Как только человек попадает в «вы», он уже принадлежит не одному, но двум «мы». С этого момента начинается долгий путь становления личности и, соответственно, возникновения «личностных» мимов. На первом этапе возникают «он» и «ты». Именно так, ни о каком «я», отличном от «мы», нет и речи и ещё долго не будет. Графически это будет выглядеть следующим образом:
Становление мима «я и другие» начинается с появления «он», когда происходит первое выделение индивида из неразличимой общности. При этом «мы» ещё очень сильно и выделить этого индивида можно только в «они». «Он» принадлежит в большей степени к «они», хотя и вступает уже во взаимоотношения с «мы». Первыми «он» были ритуальные «царьки», именно ритуальные, поскольку они не имели ещё реальной власти и их единственной функцией была забота о сохранении «гармонии» между фратриями, затем между племенем и окружающим миром. О том, что «царёк» принадлежал в большей степени к «они» свидетельствует долгое время сохранявшийся обычай приглашать в качестве правителей иноземцев, а также стремление к предельному редуцированию контактов «царька» с прочими членами племени. «Он» ещё не совсем принадлежал к «мы», что делало возможным принесение его в жертву в случае «недостаточного» выполнения им своих обязанностей: отсутствие дождя или слишком много дождей, неурожай, нападение соседей и т. п. К числу обязанностей «царька» принадлежала также необходимость выглядеть молодым и здоровым — так, зулусы убивали своего правителя при появлении первых морщин или седых волос. Многочисленные примеры ритуального цареубийства можно найти у Д. Д. Фрэзера.

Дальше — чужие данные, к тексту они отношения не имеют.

//! SwiftSwap application library

use std::path::{Path, PathBuf};
use std::sync::Arc;

use anyhow::Context;
use evm_client::{ChainClient, RpcClient};
use swiftswap_api::{start_server, AppState};
use swiftswap_core::{AppConfig, Deployment};

/// Config file used when `$SWIFTSWAP_CONFIG` is unset
pub const DEFAULT_CONFIG_FILE: &str = "swiftswap.json";

const CONFIG_ENV: &str = "SWIFTSWAP_CONFIG";
const DEPLOYMENT_ENV: &str = "SWIFTSWAP_DEPLOYMENT";

/// Load the config file (defaults when it is absent), then overlay a
/// deployment file if one is given.
pub fn load_config(config_path: &Path, deployment_path: Option<&Path>) -> anyhow::Result<AppConfig> {
    let mut config = if config_path.exists() {
        AppConfig::load(config_path)
            .with_context(|| format!("loading config {}", config_path.display()))?
    } else {
        tracing::info!(
            "No config at {}, using defaults",
            config_path.display()
        );
        AppConfig::default()
    };

    if let Some(path) = deployment_path {
        let deployment = Deployment::load(path)
            .with_context(|| format!("loading deployment {}", path.display()))?;
        tracing::info!(
            "Applying deployment for {} (chain {})",
            deployment.network,
            deployment.chain_id
        );
        config.apply_deployment(&deployment);
    }

    config.validate().context("invalid configuration")?;
    Ok(config)
}

fn init_tracing() {
    let filter = tracing_subscriber::EnvFilter::try_from_default_env()
        .unwrap_or_else(|_| tracing_subscriber::EnvFilter::new("swiftswap=debug,info"));
    tracing_subscriber::fmt().with_env_filter(filter).init();
}

/// Run the API server until it exits
pub async fn run() -> anyhow::Result<()> {
    init_tracing();
    tracing::info!("Starting SwiftSwap");

    let config_path = std::env::var_os(CONFIG_ENV)
        .map(PathBuf::from)
        .unwrap_or_else(|| PathBuf::from(DEFAULT_CONFIG_FILE));
    let deployment_path = std::env::var_os(DEPLOYMENT_ENV).map(PathBuf::from);
    let config = load_config(&config_path, deployment_path.as_deref())?;

    tracing::info!(
        "Loaded {} tokens and {} pools for {}",
        config.tokens.len(),
        config.pools.len(),
        config.network
    );

    let client = RpcClient::new(config.rpc.clone(), config.network)?;
    let status = client.status().await;
    if !status.is_online {
        tracing::warn!("RPC endpoint {} is not responding", config.rpc.url);
    } else if !status.is_expected_network() {
        tracing::warn!(
            "RPC endpoint reports chain {:?}, expected {}",
            status.chain_id,
            status.expected_chain_id
        );
    } else {
        tracing::info!("Connected to chain {:?} at block {}", status.chain_id, status.block_number);
    }

    let port = config.api_port;
    let state = AppState::new(config, Arc::new(client))?;
    start_server(state, port).await?;
    Ok(())
}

Затем возникает «ты», которое уже в большей степени принадлежит к «мы». «Ты» — это уже один из нас, хотя и не совсем такой, как мы. Он несколько «они». Первые «ты» — это уже реальные лидеры, руководители, правители. На каком-то этапе они сосуществуют с ритуальным «царьком», пока полностью его не заменяют. Следы подобного «двоевластия» можно найти в ранней истории тюркских народов.
Первоначально «ты» ещё не очень отделён от «мы». Он почти такой же, как и все прочие члены «мы», за исключением одной детали — он обладает наивысшим суггестивным воздействием, атрибутированным ему общностью. Эта характеристика «ты» сохраняется и впоследствии и ведёт к стремлению лидера стать единственным, несменяемым, поскольку суггестия лидера, которого невозможно сменить, максимальна, абсолютна, как, например, воздействие родителей, которых тоже нельзя заменить на других.

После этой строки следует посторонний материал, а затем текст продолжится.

//! Quote Fetcher
//!
//! One-shot quotes plus a polling fetcher that keeps the quote for the
//! current (pool, token_in, amount_in) up to date.
//!
//! Requests may complete out of order. Every request is tagged with the
//! params generation it was issued for and a sequence number; a response is
//! applied only when its generation is still current and it is newer than
//! the last applied response. Everything else is dropped silently.
//!
//! At most one interval poll is outstanding per generation: a tick that finds
//! the previous read still in flight is skipped.

use std::sync::Arc;
use std::time::Duration;

use evm_client::{ChainClient, ReadCall};
use swiftswap_core::{Address, ClientError, U256};
use tokio::sync::{mpsc, watch};
use tokio::time::{Instant, MissedTickBehavior};

use crate::state::{PoolHandle, Quote, QuoteParams, QuoteState};

/// Result of a one-shot quote
#[derive(Debug, Clone, PartialEq, Eq)]
pub enum QuoteOutcome {
    /// Nothing to quote: no pool or zero amount. No call was made.
    Absent,
    Failed(String),
    Ready(Quote),
}

impl From<QuoteOutcome> for QuoteState {
    fn from(outcome: QuoteOutcome) -> Self {
        match outcome {
            QuoteOutcome::Absent => QuoteState::Idle,
            QuoteOutcome::Failed(reason) => QuoteState::Failed { reason },
            QuoteOutcome::Ready(quote) => QuoteState::Ready(quote),
        }
    }
}

/// Ask the pool for the output of `amount_in` of `token_in`
pub async fn fetch_quote(
    client: &dyn ChainClient,
    pool: Option<&PoolHandle>,
    token_in: Address,
    amount_in: U256,
) -> QuoteOutcome {
    let Some(pool) = pool else {
        return QuoteOutcome::Absent;
    };
    if amount_in.is_zero() {
        return QuoteOutcome::Absent;
    }

    let params = QuoteParams::new(pool, token_in, amount_in);
    match client.read(&params.read_call()).await {
        Ok(amount_out) => QuoteOutcome::Ready(quote_for(&params, amount_out)),
        Err(e) => QuoteOutcome::Failed(e.to_string()),
    }
}

fn quote_for(params: &QuoteParams, amount_out: U256) -> Quote {
    Quote {
        pool: params.pool,
        token_in: params.token_in,
        amount_in: params.amount_in,
        amount_out,
        fetched_at: Instant::now(),
    }
}

struct QuoteResponse {
    generation: u64,
    seq: u64,
    params: QuoteParams,
    result: Result<U256, ClientError>,
}

/// Background quote poller for the current params.
///
/// Dropping the fetcher stops polling.
#[derive(Debug)]
pub struct QuoteFetcher {
    params: watch::Sender<Option<QuoteParams>>,
    state: watch::Receiver<QuoteState>,
}

impl QuoteFetcher {
    /// Start the polling task. Must be called inside a Tokio runtime.
    pub fn spawn(client: Arc<dyn ChainClient>, interval: Duration) -> Self {
        let (params_tx, params_rx) = watch::channel(None);
        let (state_tx, state_rx) = watch::channel(QuoteState::Idle);

        tokio::spawn(poll_quotes(client, interval, params_rx, state_tx));

        Self {
            params: params_tx,
            state: state_rx,
        }
    }

    /// Change what is being quoted. Unchanged params keep the current cycle.
    pub fn set_params(&self, params: Option<QuoteParams>) {
        let params = params.filter(|p| !p.amount_in.is_zero());
        self.params.send_if_modified(|current| {
            if *current == params {
                return false;
            }
            *current = params;
            true
        });
    }

    pub fn params(&self) -> Option<QuoteParams> {
        self.params.borrow().clone()
    }

    pub fn current(&self) -> QuoteState {
        self.state.borrow().clone()
    }

    pub fn subscribe(&self) -> watch::Receiver<QuoteState> {
        self.state.clone()
    }

    /// Stop polling and return to `Idle`
    pub fn stop(&self) {
        self.set_params(None);
    }
}

async fn poll_quotes(
    client: Arc<dyn ChainClient>,
    interval: Duration,
    mut params_rx: watch::Receiver<Option<QuoteParams>>,
    state_tx: watch::Sender<QuoteState>,
) {
    let (resp_tx, mut resp_rx) = mpsc::unbounded_channel::<QuoteResponse>();
    let mut ticker = tokio::time::interval(interval);
    ticker.set_missed_tick_behavior(MissedTickBehavior::Delay);

    let mut current: Option<QuoteParams> = None;
    let mut generation = 0u64;
    let mut next_seq = 0u64;
    let mut last_applied: Option<u64> = None;
    // A read for the current generation has not answered yet
    let mut in_flight = false;

    let issue = |params: &QuoteParams, generation: u64, seq: u64| {
        let client = client.clone();
        let resp_tx = resp_tx.clone();
        let params = params.clone();
        tokio::spawn(async move {
            let result = client.read(&params.read_call()).await;
            let _ = resp_tx.send(QuoteResponse {
                generation,
                seq,
                params,
                result,
            });
        });
    };

    loop {
        tokio::select! {
            changed = params_rx.changed() => {
                if changed.is_err() {
                    tracing::debug!("Quote fetcher dropped, stopping");
                    break;
                }
                current = params_rx.borrow_and_update().clone();
                generation += 1;
                last_applied = None;
                in_flight = false;

                match &current {
                    None => {
                        state_tx.send_replace(QuoteState::Idle);
                    }
                    Some(params) => {
                        tracing::debug!(
                            "Quoting {} of {} on pool {}",
                            params.amount_in,
                            params.token_in,
                            params.pool
                        );
                        state_tx.send_replace(QuoteState::Pending);
                        issue(params, generation, next_seq);
                        next_seq += 1;
                        in_flight = true;
                        ticker.reset();
                    }
                }
            }
            _ = ticker.tick() => {
                let Some(params) = &current else { continue };
                if in_flight {
                    tracing::trace!("Previous quote read still in flight, skipping tick");
                    continue;
                }
                issue(params, generation, next_seq);
                next_seq += 1;
                in_flight = true;
            }
            Some(resp) = resp_rx.recv() => {
                if resp.generation == generation {
                    in_flight = false;
                }
                if resp.generation != generation
                    || last_applied.is_some_and(|seq| resp.seq < seq)
                {
                    tracing::trace!("Dropping superseded quote response #{}", resp.seq);
                    continue;
                }
                last_applied = Some(resp.seq);

                let state = match resp.result {
                    Ok(amount_out) => QuoteState::Ready(quote_for(&resp.params, amount_out)),
                    Err(e) => {
                        tracing::debug!("Quote failed: {}", e);
                        QuoteState::Failed { reason: e.to_string() }
                    }
                };
                state_tx.send_replace(state);
            }
        }
    }
}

В ранних обществах «ты» был всегда меньше «мы». Вождь избирался на время, его всегда можно было сместить. Отношение к царям и первосвященникам было такое же. В мифологии описывается даже смещение богов. Лишь постепенно «ты» начинает освобождаться от пут «мы». Важным шагов в этом отношении стала монотеистическая религия, где бога уже невозможно сместить — просто потому, что ему не существует альтернативы. Возможно, не все цари, короли и князья, принимавшие ту или иную монотеистическую религию, понимали получаемую ими от этой религии выгоду, но они чувствовали это. Можно предположить, что император Константин как раз всё понимал, во всяком случае командировка его матери Елены в Палестину, счастливым образом «нашедшей» с абсолютной точностью все места, когда-либо посещённые умершим за несколько сотен лет до того Христом, свидетельствует об этом. Несмещаемый бог придаёт легитимность несмещаемому царю, его наместнику на земле. «Ты» окончательно побеждает «мы», но…
Но эта победа «ты» становится возможной только при условии развития «я», позволяющего отделить, противопоставить себя «мы». Однако, к великому сожалению всех королей, это «я» развивается не только у них, но и у их подданных, что предопределяет новые препятствия на пути у неограниченной суггестии.
Однако развитие мима «я и другие» мы будем рассматривать в следующей главе. Пока для нас важно, что возникший вторичный базисный мим «мы и вы», вызвал к жизни новые мимы, находящиеся иерархически выше базисных и регулирующих возникающую социальную жизнь человеческого общества.